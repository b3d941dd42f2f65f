//! Vulkan abstraction layer for the Kiln engine.
//!
//! This crate provides:
//! - Vulkan instance and device management
//! - Block-based bump memory allocation and typed buffer/image wrappers
//! - Command buffer management
//! - Swapchain and surface handling
//! - Graphics pipeline construction for dynamic rendering

pub mod alloc;
pub mod command;
pub mod context;
pub mod descriptors;
pub mod error;
pub mod instance;
pub mod memory;
pub mod pipeline;
pub mod surface;
pub mod swapchain;
pub mod sync;

pub use alloc::{align_up, SubAlloc, SubAllocator};
pub use command::{execute_one_shot, submit_command_buffers, CommandPool};
pub use context::{GpuContext, GpuContextBuilder};
pub use descriptors::{DescriptorPool, DescriptorSetLayoutBuilder};
pub use error::{GpuError, Result};
pub use memory::{
    mip_level_count, validate_cubemap_faces, GpuAllocator, GpuBuffer, GpuImage, ImageDesc,
    MemoryLocation,
};
pub use pipeline::{GraphicsPipelineDesc, RasterDesc};
pub use surface::{SurfaceCapabilities, SurfaceContext};
pub use swapchain::{AcquireOutcome, Swapchain};
pub use sync::{create_fence, create_semaphore, FrameSync, FENCE_TIMEOUT_NS};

▸ Activity: Using the records above, filter out every line that lacks the string "descriptors" and copy the rest.

▸ Result:
pub mod descriptors;
pub use descriptors::{DescriptorPool, DescriptorSetLayoutBuilder};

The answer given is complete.